(iStock)
Oleh:
Tim Hukumindo
Telah dibahas mengenai putusan permohonan, dan pada kesempatan ini redaksi Hukumindo.com akan membahas mengenai Kekuatan Pembuktian Penetapan.
Mengenai kekuatan pembuktian dari sebuah penetapan, pada prinsipnya adalah sebagai:[1]
- Penetapan sebagai Akta Otentik, dalam arti setiap produk yang diterbitkan hakim atau Pengadilan dalam menyelesaikan permasalahan yang diajukan kepadanya, dengan sendirinya merupakan akta otentik. Doktrin ini sesuai dengan yang digariskan Pasal 1868 KUHPerdata. Dengan memperhatikan ketentuan dimaksud, berarti sesuai dengan Pasal 1870 KUHPerdata, pada diri putusan itu, melekat ketentuan pembuktian yang sempurna dan mengikat (volledig en bindende bewijskracht).

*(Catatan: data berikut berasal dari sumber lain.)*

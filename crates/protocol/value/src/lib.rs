#![doc = include_str!("../README.md")]
#![cfg_attr(not(test), warn(unused_crate_dependencies))]
#![cfg_attr(docsrs, feature(doc_cfg, doc_auto_cfg))]
#![cfg_attr(not(any(test, feature = "std")), no_std)]

extern crate alloc;

mod errors;
pub use errors::{ValueError, ValueResult};

mod value;
pub use value::{MAX_TUPLE_SIZE, Value, ValueKind};

mod codec;
pub use codec::{TYPE_CODE_CODE_POINT, TYPE_CODE_HASH_ONLY, TYPE_CODE_INT, TYPE_CODE_TUPLE};

mod hash;

#[cfg(feature = "serde")]
mod serde_hex;

mod bytestack;
pub use bytestack::{bytes_to_bytestack, bytestack_to_bytes};
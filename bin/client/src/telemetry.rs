//! Tracing and backtrace setup.

use std::sync::Once;
use tracing::Level;
use tracing_subscriber::{EnvFilter, filter::LevelFilter};

static BACKTRACE: Once = Once::new();

/// Sets `RUST_BACKTRACE=1` unless a value has already been provided.
pub fn enable_backtrace() {
    BACKTRACE.call_once(|| {
        if std::env::var_os("RUST_BACKTRACE").is_none() {
            // SAFETY: called once at startup, before any other thread reads the environment.
            unsafe { std::env::set_var("RUST_BACKTRACE", "1") };
        }
    });
}

/// Maps the `-v` count to the default log level.
pub const fn verbosity_level(verbosity: u8) -> Level {
    match verbosity {
        0 => Level::WARN,
        1 => Level::INFO,
        2 => Level::DEBUG,
        _ => Level::TRACE,
    }
}

/// Installs a fmt subscriber writing to stderr.
///
/// `RUST_LOG` directives take precedence over the level derived from `verbosity`.
pub fn init_tracing_subscriber(verbosity: u8) -> anyhow::Result<()> {
    let filter = EnvFilter::builder()
        .with_default_directive(LevelFilter::from_level(verbosity_level(verbosity)).into())
        .from_env_lossy();
    tracing_subscriber::fmt()
        .with_env_filter(filter)
        .with_writer(std::io::stderr)
        .try_init()
        .map_err(|e| anyhow::anyhow!(e))
}
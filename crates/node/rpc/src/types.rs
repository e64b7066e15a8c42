//! Request and reply bodies of the `Validator` service.

use alloy_primitives::{Address, B256, Bytes, U256};
use serde::{Deserialize, Serialize};

/// Parameters of `Validator.GetMessageResult`.
#[derive(Debug, Clone, PartialEq, Eq, Serialize, Deserialize)]
#[serde(rename_all = "camelCase")]
pub struct GetMessageResultArgs {
    /// The hash of the transaction that carried the message.
    pub tx_hash: B256,
}

/// Reply of `Validator.GetMessageResult`.
///
/// The proof fields are passed through as the validator formats them.
#[derive(Debug, Clone, Default, PartialEq, Eq, Serialize, Deserialize)]
#[serde(rename_all = "camelCase", default)]
pub struct GetMessageResultReply {
    /// Whether the validator has a result for the message.
    pub found: bool,
    /// The hex-encoded result value.
    pub raw_val: String,
    /// The log accumulator before the result.
    pub log_pre_hash: String,
    /// The log accumulator after the result.
    pub log_post_hash: String,
    /// The hashes of the logs in the same assertion. Older validators omit them.
    pub log_val_hashes: Option<Vec<String>>,
    /// The validator signatures over the assertion.
    pub validator_sigs: Vec<String>,
    /// The partial hash of the assertion.
    pub partial_hash: String,
    /// The hash of the transaction that confirmed the assertion on chain.
    pub on_chain_tx_hash: String,
}

/// Parameters of `Validator.SendMessage`.
#[derive(Debug, Clone, PartialEq, Eq, Serialize, Deserialize)]
#[serde(rename_all = "camelCase")]
pub struct SendMessageArgs {
    /// The destination.
    pub to: Address,
    /// The sender's sequence number.
    pub sequence_num: U256,
    /// The value transferred.
    pub value: U256,
    /// The call data.
    pub data: Bytes,
    /// The sender's signature over the message.
    pub signature: Bytes,
    /// The sender's public key.
    pub pubkey: Bytes,
}

/// Reply of `Validator.SendMessage`.
#[derive(Debug, Clone, PartialEq, Eq, Serialize, Deserialize)]
#[serde(rename_all = "camelCase")]
pub struct SendMessageReply {
    /// The hash under which the message can be looked up.
    pub tx_hash: B256,
}

/// Parameters of `Validator.CallMessage`.
#[derive(Debug, Clone, PartialEq, Eq, Serialize, Deserialize)]
#[serde(rename_all = "camelCase")]
pub struct CallMessageArgs {
    /// The called contract.
    pub contract_address: Address,
    /// The call data.
    pub data: Bytes,
    /// The account the call is made from.
    pub sender: Address,
}

/// Reply of `Validator.CallMessage`.
#[derive(Debug, Clone, PartialEq, Eq, Serialize, Deserialize)]
#[serde(rename_all = "camelCase")]
pub struct CallMessageReply {
    /// The hex-encoded result value.
    pub raw_val: String,
}

/// Parameters of `Validator.FindLogs`.
#[derive(Debug, Clone, PartialEq, Eq, Serialize, Deserialize)]
#[serde(rename_all = "camelCase")]
pub struct FindLogsArgs {
    /// The emitting contract.
    pub address: Address,
    /// The first height searched.
    pub from_height: u64,
    /// The last height searched.
    pub to_height: u64,
    /// The topics to match, by position.
    pub topics: Vec<B256>,
}

/// A log returned by `Validator.FindLogs`.
#[derive(Debug, Clone, PartialEq, Eq, Serialize, Deserialize)]
#[serde(rename_all = "camelCase")]
pub struct LogInfo {
    /// The emitting contract.
    pub address: Address,
    /// The block hash.
    pub block_hash: B256,
    /// The block number.
    pub block_number: U256,
    /// The unindexed log data.
    pub data: Bytes,
    /// The position of the log in its block.
    pub log_index: U256,
    /// The indexed topics.
    pub topics: Vec<B256>,
    /// The position of the transaction in its block.
    pub transaction_index: U256,
    /// The transaction hash.
    pub transaction_hash: B256,
}

/// Reply of `Validator.FindLogs`.
#[derive(Debug, Clone, Default, PartialEq, Eq, Serialize, Deserialize)]
pub struct FindLogsReply {
    /// The matching logs.
    #[serde(default)]
    pub logs: Vec<LogInfo>,
}

/// Reply of `Validator.GetVMInfo`.
#[derive(Debug, Clone, PartialEq, Eq, Serialize, Deserialize)]
pub struct GetVmInfoReply {
    /// The id of the VM the validator runs.
    #[serde(rename = "vmID")]
    pub vm_id: String,
}

/// Reply of `Validator.GetAssertionCount`.
#[derive(Debug, Clone, Copy, PartialEq, Eq, Serialize, Deserialize)]
#[serde(rename_all = "camelCase")]
pub struct GetAssertionCountReply {
    /// The number of assertions the validator has made.
    pub assertion_count: u64,
}

/// Reply of `Validator.GetValidatorList`.
#[derive(Debug, Clone, Default, PartialEq, Eq, Serialize, Deserialize)]
pub struct GetValidatorListReply {
    /// The validators of the VM.
    #[serde(default)]
    pub validators: Vec<String>,
}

- Nilai Kekuatan Pembuktian yang Melekat pada Penetapan Permohonan Hanya Terbatas kepada Diri Sendiri, meskipun penetapan yang dijatuhkan Pengadilan berbentuk akta autentik, namun nilai kekuatan pembuktian yang melekat padanya, berbeda dengan yang terdapat pada putusan yang bersifat contentiosa. Dalam penetapan yang bersifat ex-parte: a). Nilai kekuatan pembuktiannya hanya pada diri pemohon saja; b). Tidak mempunyai kekuatan mengikat kepada orang lain atau kepada pihak ketiga.
- Pada Penetapan Tidak Melekat Azas Ne Bis in Idem, sesuai dengan ketentuan Pasal 1917 KUHPerdata, apabila Putusan yang dijatuhkan pengadilan bersifat positif (menolak untuk mengabulkan), kemudian putusan tersebut memperoleh kekuatan hukum tetap, maka dalam putusan melekat ne bis in idem. Oleh karena itu, terhadap kasus dan pihak yang sama, tidak boleh diajukan untuk kedua kalinya.
____________________
1.“Hukum Acara Perdata (Tentang Gugatan, Persidangan, Penyitaan, Pembuktian, Dan Putusan Pengadilan)”, M. Yahya Harahap, S.H., Sinar Grafika, Jakarta, 2010, Hal.: 41-42.